Standard eyewear (i.e. everyday prescription glasses) may not be worn in place of acceptable eyewear. The CSA has detailed Eyewear Rules, which include the following language:
Approved eyewear must be worn for the entirety of a match, from the beginning of the warm-up until the match’s conclusion. Standard eyeglasses may not be worn in lieu of approved eyewear, even if the eyeglasses have plastic lenses. In the event of a player not having approved eyewear for their match, the rules for a self-inflicted injury apply. In the event that a player’s eyewear breaks during a match, the injury rule may be required to determine the result. This would only be needed in the case of prescription glasses that cannot be immediately replaced. In the event of a player not having approved eyewear and a suitable replacement not being found, the player must forfeit the match.
The CSA believes it is so critical to wear proper eyewear that a match will be forfeited if proper eyewear is not worn.
For players with glasses, prescription eyewear, such as Rec Specs, are available. An iMask fits over standard eyewear. Often, contacts and a pair of protective eyewear is an inexpensive solution.
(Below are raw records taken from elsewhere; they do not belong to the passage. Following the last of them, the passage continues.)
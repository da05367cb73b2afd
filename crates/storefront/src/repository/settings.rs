//! Brand settings repository.
//!
//! The settings table holds a single row keyed by [`SETTINGS_ROW_ID`].

use serde::{Deserialize, Serialize};
use tracing::{instrument, warn};

use ddh_masale_core::BrandSettings;
use ddh_masale_core::seed::default_settings;

use super::{Loaded, RepositoryError, SETTINGS_TABLE, first_row, from_row, to_row};
use crate::backend::{Query, RemoteStore};

/// Fixed key of the settings row.
pub const SETTINGS_ROW_ID: i64 = 1;

/// Row shape of the `settings` table.
#[derive(Debug, Clone, Serialize, Deserialize)]
struct SettingsRecord {
    id: i64,
    #[serde(flatten)]
    settings: BrandSettings,
}

/// Repository for the brand settings singleton.
pub struct SettingsRepository<'a, S> {
    store: &'a S,
}

impl<'a, S: RemoteStore> SettingsRepository<'a, S> {
    /// Create a new settings repository.
    #[must_use]
    pub const fn new(store: &'a S) -> Self {
        Self { store }
    }

    /// Read the settings, failing open.
    ///
    /// The first read against an empty table writes and returns the
    /// defaults. Once a row exists it is never re-seeded. A backend failure
    /// returns the defaults without writing.
    #[instrument(skip(self))]
    pub async fn get(&self) -> Loaded<BrandSettings> {
        let query = Query::new().eq("id", SETTINGS_ROW_ID).limit(1);
        let rows = match self.store.select(SETTINGS_TABLE, &query).await {
            Ok(rows) => rows,
            Err(e) => {
                warn!(error = %e, "Settings read failed, serving defaults");
                return Loaded::fallback(default_settings());
            }
        };

        let Some(row) = rows.into_iter().next() else {
            return self.seed().await;
        };

        match from_row::<SettingsRecord>(SETTINGS_TABLE, row) {
            Ok(record) => Loaded::remote(record.settings),
            Err(e) => {
                warn!(error = %e, "Settings row unreadable, serving defaults");
                Loaded::fallback(default_settings())
            }
        }
    }

    async fn seed(&self) -> Loaded<BrandSettings> {
        let defaults = default_settings();
        match self.write(&defaults).await {
            Ok(stored) => {
                tracing::info!("Seeded empty settings table");
                Loaded::seeded(stored)
            }
            Err(e) => {
                warn!(error = %e, "Seeding settings failed, serving defaults");
                Loaded::fallback(defaults)
            }
        }
    }

    /// Save the settings, replacing the stored row.
    ///
    /// # Errors
    ///
    /// Returns `RepositoryError::Backend` if the write fails.
    /// Returns `RepositoryError::DataCorruption` if the stored row cannot be decoded.
    #[instrument(skip(self, settings), fields(brand_name = %settings.brand_name))]
    pub async fn save(&self, settings: &BrandSettings) -> Result<BrandSettings, RepositoryError> {
        self.write(settings).await
    }

    async fn write(&self, settings: &BrandSettings) -> Result<BrandSettings, RepositoryError> {
        let row = to_row(&SettingsRecord {
            id: SETTINGS_ROW_ID,
            settings: settings.clone(),
        })?;
        let rows = self
            .store
            .upsert(SETTINGS_TABLE, vec![row])
            .await
            .map_err(RepositoryError::from_write)?;

        let record: SettingsRecord = from_row(SETTINGS_TABLE, first_row(SETTINGS_TABLE, rows)?)?;
        Ok(record.settings)
    }
}
//! Supabase REST (PostgREST) and Auth (GoTrue) client.
//!
//! Every request carries the project's anon key in the `apikey` header. Table
//! requests are authorized with the signed-in user's access token when one has
//! been set via [`AuthBackend::use_session_token`], and with the anon key
//! otherwise, so row-level security policies see the real caller.
//!
//! # Example
//!
//! ```rust,ignore
//! use ddh_masale_storefront::backend::{AuthBackend, SupabaseClient};
//!
//! let client = SupabaseClient::new(&config.supabase)?;
//! let session = client.sign_in_with_password(&email, &password).await?;
//! client.use_session_token(Some(session.access_token.clone())).await;
//! ```

mod types;

use std::sync::Arc;

use reqwest::header::{HeaderMap, HeaderValue};
use reqwest::{Method, RequestBuilder, Response, StatusCode};
use secrecy::{ExposeSecret, SecretString};
use serde::de::DeserializeOwned;
use serde_json::Value;
use tokio::sync::RwLock;
use tracing::instrument;
use url::Url;

use ddh_masale_core::Email;

use self::types::{
    ErrorBody, PasswordCredentials, RefreshTokenGrant, TokenResponse, UserResponse,
};
use super::{
    AuthBackend, AuthSession, BackendError, OAuthProvider, Query, RemoteStore, RemoteUser,
    SignUpOutcome,
};
use crate::config::SupabaseConfig;

const RETURN_REPRESENTATION: &str = "return=representation";
const UPSERT_PREFERENCE: &str = "resolution=merge-duplicates,return=representation";

/// Client for a Supabase project.
///
/// Cheaply cloneable; clones share the HTTP connection pool and the session
/// token.
#[derive(Clone)]
pub struct SupabaseClient {
    inner: Arc<SupabaseClientInner>,
}

struct SupabaseClientInner {
    client: reqwest::Client,
    rest_url: Url,
    auth_url: Url,
    anon_key: SecretString,
    /// Access token of the signed-in user, if any.
    session_token: RwLock<Option<SecretString>>,
}

impl SupabaseClient {
    /// Create a new client for the configured project.
    ///
    /// # Errors
    ///
    /// Returns `BackendError::Url` if the project URL cannot be extended.
    /// Returns `BackendError::Malformed` if the anon key is not a valid header value.
    /// Returns `BackendError::Http` if the HTTP client fails to build.
    pub fn new(config: &SupabaseConfig) -> Result<Self, BackendError> {
        let mut base = config.url.clone();
        if !base.path().ends_with('/') {
            let path = format!("{}/", base.path());
            base.set_path(&path);
        }

        let mut headers = HeaderMap::new();
        headers.insert(
            "apikey",
            HeaderValue::from_str(config.anon_key.expose_secret())
                .map_err(|e| BackendError::Malformed(format!("invalid anon key: {e}")))?,
        );

        let client = reqwest::Client::builder()
            .default_headers(headers)
            .user_agent("DDHMasale/1.0")
            .build()?;

        Ok(Self {
            inner: Arc::new(SupabaseClientInner {
                client,
                rest_url: base.join("rest/v1/")?,
                auth_url: base.join("auth/v1/")?,
                anon_key: config.anon_key.clone(),
                session_token: RwLock::new(None),
            }),
        })
    }

    /// Base URL of the REST endpoint.
    #[must_use]
    pub fn rest_url(&self) -> &Url {
        &self.inner.rest_url
    }

    /// Whether table requests currently run as a signed-in user.
    pub async fn has_session_token(&self) -> bool {
        self.inner.session_token.read().await.is_some()
    }

    // =========================================================================
    // Request Building
    // =========================================================================

    /// Bearer for table requests: the session token, or the anon key.
    async fn table_bearer(&self) -> String {
        self.inner.session_token.read().await.as_ref().map_or_else(
            || self.inner.anon_key.expose_secret().to_owned(),
            |token| token.expose_secret().to_owned(),
        )
    }

    async fn table_request(
        &self,
        method: Method,
        table: &str,
        query: &Query,
    ) -> Result<RequestBuilder, BackendError> {
        let mut url = self.inner.rest_url.join(table)?;
        let mut pairs = query.to_pairs();
        if method == Method::GET {
            pairs.insert(0, ("select".to_owned(), "*".to_owned()));
        }
        if !pairs.is_empty() {
            let mut serializer = url.query_pairs_mut();
            for (key, value) in &pairs {
                serializer.append_pair(key, value);
            }
        }

        let bearer = self.table_bearer().await;
        Ok(self.inner.client.request(method, url).bearer_auth(bearer))
    }

    fn auth_endpoint(&self, path: &str, pairs: &[(&str, &str)]) -> Result<Url, BackendError> {
        let mut url = self.inner.auth_url.join(path)?;
        if !pairs.is_empty() {
            let mut serializer = url.query_pairs_mut();
            for (key, value) in pairs {
                serializer.append_pair(key, value);
            }
        }
        Ok(url)
    }

    // =========================================================================
    // Response Handling
    // =========================================================================

    /// Send a request and turn error statuses into `BackendError`.
    async fn send(request: RequestBuilder) -> Result<Response, BackendError> {
        let response = request.send().await?;
        let status = response.status();

        if status == StatusCode::TOO_MANY_REQUESTS {
            let retry_after = response
                .headers()
                .get("Retry-After")
                .and_then(|v| v.to_str().ok())
                .and_then(|s| s.parse().ok())
                .unwrap_or(60);
            return Err(BackendError::RateLimited(retry_after));
        }

        if !status.is_success() {
            let text = response.text().await.unwrap_or_default();
            return Err(rejection(status, &text));
        }

        Ok(response)
    }

    /// Send a request and parse the JSON body.
    async fn execute<T: DeserializeOwned>(request: RequestBuilder) -> Result<T, BackendError> {
        let response = Self::send(request).await?;
        let bytes = response.bytes().await?;
        Ok(serde_json::from_slice(&bytes)?)
    }
}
Even talented squash players can injure their eyes playing squash. In February, Squash Magazine published an article entitled “Thirty Years On: The History of Eye Protection in the U.S.” This powerful article details how the editor of Squash Magazine, US Squash board members, decorated professional players including Jonathon Power and Peter Barker, all have been hit in the eye during squash matches. Ophthalmologist Paul Vinger told Squash Magazine, “If you play squash regularly, you have a one in four chance of getting hit in the eye.” James Zug, writing for Squash Magazine, explains:
This statistic comes from crunching of numbers that conclude that without eye protection, there is an eye injury for every 5,329 squash matches. If you play a match a week for fifty weeks a year for twenty-five years, you play about one-fourth of the 5,329. “Traumatic eye injuries are not accidents but predictable events” [says Vinger].
With the amount of hours a collegiate squash player spends on a squash court, eyewear should be equally as important as their racquet. To play a match or to practice, a player needs both eyewear and a racquet.
Harrow Sports, the CSA’s official equipment supplier, has eyewear available to CSA players.
Note: Popular eyewear, such as Harrow Rudy Project and Oakley models, have NOT been confirmed as having been tested or having met the ASTM-F803 standard for eye protection and are therefore are NOT currently approved for use in order to be compliant with the US. Squash Protective Eyewear Policy. Please consult the US Squash Approved Eyewear list prior to selecting eyewear.